Carrying forward a legacy of creating art on metal
When Gu Qin was a school boy, he used to help with his father’s metal carving work in order to earn pocket money.
Today, Gu has come full circle by carrying on his father’s legacy and promoting the craft — it is recognized as one of Shanghai’s intangible cultural heritages — in foreign lands.
From January 12 to 13, Gu’s creations of iron teapots featuring elaborate metal carvings, as well as a collection of carving patterns, will be showcased at the Exhibition of Chinese Industry and Commerce in Los Angeles, California.
Gu is an experienced designer of Chinese gardens too. His designs were exhibited at the 2008 Shanghai Design Biennale.

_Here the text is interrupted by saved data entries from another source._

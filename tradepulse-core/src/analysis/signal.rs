//! Composite signal synthesis.
//!
//! Regime-conditioned strategy selection: pullback entries in bull trends,
//! rally exits in bear trends, band-edge reversals in ranges, and an OBV
//! divergence boost on confirmed pullbacks. Reason strengths, the >= 1.0
//! decision floor, and the confidence coefficients are fixed calibration
//! constants.

use serde::Serialize;

use crate::analysis::bundle::IndicatorBundle;
use crate::analysis::levels::SupportResistance;
use crate::analysis::regime::{MarketRegime, RegimeType};
use crate::domain::Trend;
use crate::indicators::{MomentumLabel, PricePosition};

#[derive(Debug, Clone, Copy, PartialEq, Eq, Serialize)]
#[serde(rename_all = "UPPERCASE")]
pub enum SignalAction {
    Buy,
    Sell,
    Hold,
}

/// Label for one contributing entry/exit reason.
#[derive(Debug, Clone, Copy, PartialEq, Eq, Serialize)]
#[serde(rename_all = "snake_case")]
pub enum ReasonKind {
    PullbackBuy,
    VwapSupport,
    RallySell,
    OversoldBounce,
    OverboughtReversal,
    BullishDivergence,
}

impl ReasonKind {
    pub fn description(&self) -> &'static str {
        match self {
            ReasonKind::PullbackBuy => "temporary pullback within an uptrend",
            ReasonKind::VwapSupport => "buyers in control above VWAP",
            ReasonKind::RallySell => "temporary rally within a downtrend",
            ReasonKind::OversoldBounce => "oversold near a support level",
            ReasonKind::OverboughtReversal => "overbought near a resistance level",
            ReasonKind::BullishDivergence => "bullish price/OBV divergence",
        }
    }
}

/// One contributing reason with its calibrated strength.
#[derive(Debug, Clone, Copy, PartialEq, Serialize)]
pub struct Reason {
    pub kind: ReasonKind,
    pub strength: f64,
}

/// Synthesized trading signal for one series.
#[derive(Debug, Clone, PartialEq, Serialize)]
pub struct TradingSignal {
    pub primary: SignalAction,
    /// Winning-side strength mapped into [0, 1]; 0 for HOLD.
    pub strength: f64,
    /// Confidence in [0, 1].
    pub confidence: f64,
    /// Which strategy family produced the reasons.
    pub strategy: RegimeType,
    pub entry_reasons: Vec<Reason>,
    pub exit_reasons: Vec<Reason>,
}

#[derive(Debug, Clone, Default)]
pub struct SignalSynthesizer;

/// Price must be within 2% of a level for range reversals to fire.
const LEVEL_PROXIMITY: f64 = 0.02;

impl SignalSynthesizer {
    /// Deterministic given its inputs; pure function of the pipeline stages.
    pub fn synthesize(
        &self,
        current_price: f64,
        indicators: &IndicatorBundle,
        regime: &MarketRegime,
        levels: &SupportResistance,
    ) -> TradingSignal {
        let mut entry_reasons = Vec::new();
        let mut exit_reasons = Vec::new();

        if regime.regime == RegimeType::Trending {
            match regime.direction {
                Trend::Bullish => {
                    if indicators.rsi.is_some_and(|rsi| rsi < 40.0) {
                        entry_reasons.push(Reason {
                            kind: ReasonKind::PullbackBuy,
                            strength: 0.7,
                        });
                    }
                    if indicators
                        .vwap
                        .is_some_and(|v| v.position == PricePosition::Above)
                    {
                        entry_reasons.push(Reason {
                            kind: ReasonKind::VwapSupport,
                            strength: 0.6,
                        });
                    }
                }
                Trend::Bearish => {
                    if indicators.rsi.is_some_and(|rsi| rsi > 60.0) {
                        exit_reasons.push(Reason {
                            kind: ReasonKind::RallySell,
                            strength: 0.7,
                        });
                    }
                }
                Trend::Neutral => {}
            }
        } else {
            // Ranging (or unknown) market: mean-reversion at the band edges.
            let stoch_label = indicators.stochastic.map(|s| s.label);
            if stoch_label == Some(MomentumLabel::Oversold) {
                if let Some(support) = levels.nearest_support {
                    if near_level(current_price, support) {
                        entry_reasons.push(Reason {
                            kind: ReasonKind::OversoldBounce,
                            strength: 0.8,
                        });
                    }
                }
            }
            if stoch_label == Some(MomentumLabel::Overbought) {
                if let Some(resistance) = levels.nearest_resistance {
                    if near_level(current_price, resistance) {
                        exit_reasons.push(Reason {
                            kind: ReasonKind::OverboughtReversal,
                            strength: 0.8,
                        });
                    }
                }
            }
        }

        // Volume confirmation: divergence on a confirmed pullback.
        if let Some(obv) = indicators.obv {
            let has_pullback = entry_reasons
                .iter()
                .any(|r| r.kind == ReasonKind::PullbackBuy);
            if obv.divergence && obv.trend == Trend::Bullish && has_pullback {
                entry_reasons.push(Reason {
                    kind: ReasonKind::BullishDivergence,
                    strength: 0.9,
                });
            }
        }

        let buy_strength: f64 = entry_reasons.iter().map(|r| r.strength).sum();
        let sell_strength: f64 = exit_reasons.iter().map(|r| r.strength).sum();

        let (primary, strength, confidence) = if buy_strength > sell_strength
            && buy_strength >= 1.0
        {
            (
                SignalAction::Buy,
                (buy_strength / 2.0).min(1.0),
                (0.5 + buy_strength * 0.2).min(0.9),
            )
        } else if sell_strength > buy_strength && sell_strength >= 1.0 {
            (
                SignalAction::Sell,
                (sell_strength / 2.0).min(1.0),
                (0.5 + sell_strength * 0.2).min(0.9),
            )
        } else {
            (
                SignalAction::Hold,
                0.0,
                0.3 + buy_strength.max(sell_strength) * 0.1,
            )
        };

        TradingSignal {
            primary,
            strength,
            confidence,
            strategy: regime.regime,
            entry_reasons,
            exit_reasons,
        }
    }
}

fn near_level(price: f64, level: f64) -> bool {
    price > 0.0 && (price - level).abs() / price < LEVEL_PROXIMITY
}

“Many second- and third-generation immigrants from China in America are interested in having traditional Chinese garden art in their backyards. It is their way of finding some connection with their home and discovering their cultural identity,” said Gu.
Gu has through the decades been documenting carving patterns found in ancient works as well as vintage buildings and gardens. With the help of his students at the Shanghai Institute of Technology, Gu has to date documented hundreds of designs of ancient Chinese garden windows, paths and handrails.
“They come from the same cultural root and they often represent the philosophy of the owner of the place. Such patterns can always be adapted for metal carving,” said Gu.
The craft of metal carving, called zan ke in Chinese, has been passed down three generations in the Gu family. While their ancestors hailed from Wuxi, Jiangsu province, Gu’s father had moved his family to Shanghai in order to provide his children with more modern education.
Following the completion of his studies in civil engineering, the patriach Gu Zheng worked as a craftsman who restored ancient architecture in Shanghai. Metal carving later became a side project that he would work on during his spare time.
“There was a time when the municipality recruited craftsmen to create pieces for export. As it was easier to carve on flat surfaces than those with curves, my father allowed me to try my hand at it,” recalled Gu of his introduction to the craft.
According to Gu, metal carving was popularized during the Ming dynasty (1368-1644) when metal plates decorated with carvings were widely used to strengthen mortise joints. The craft was also commonly applied to furniture pieces and other household wares. In southwestern China, metal carving was also commonly employed in jewelry design while in north China, the craft was used in cloisonné art.
While computer programming today enables accurate and quick reproduction of metal carvings, be it in restored gardens or on antique furniture pieces, Gu argues that machines lack the human touch.
“With the help of computer technology, machinery can easily repeat carvings accurately, however many times you need. But it is still extremely important to preserve traditional designs and patterns. This is, after all, the core of heritage,” said Gu.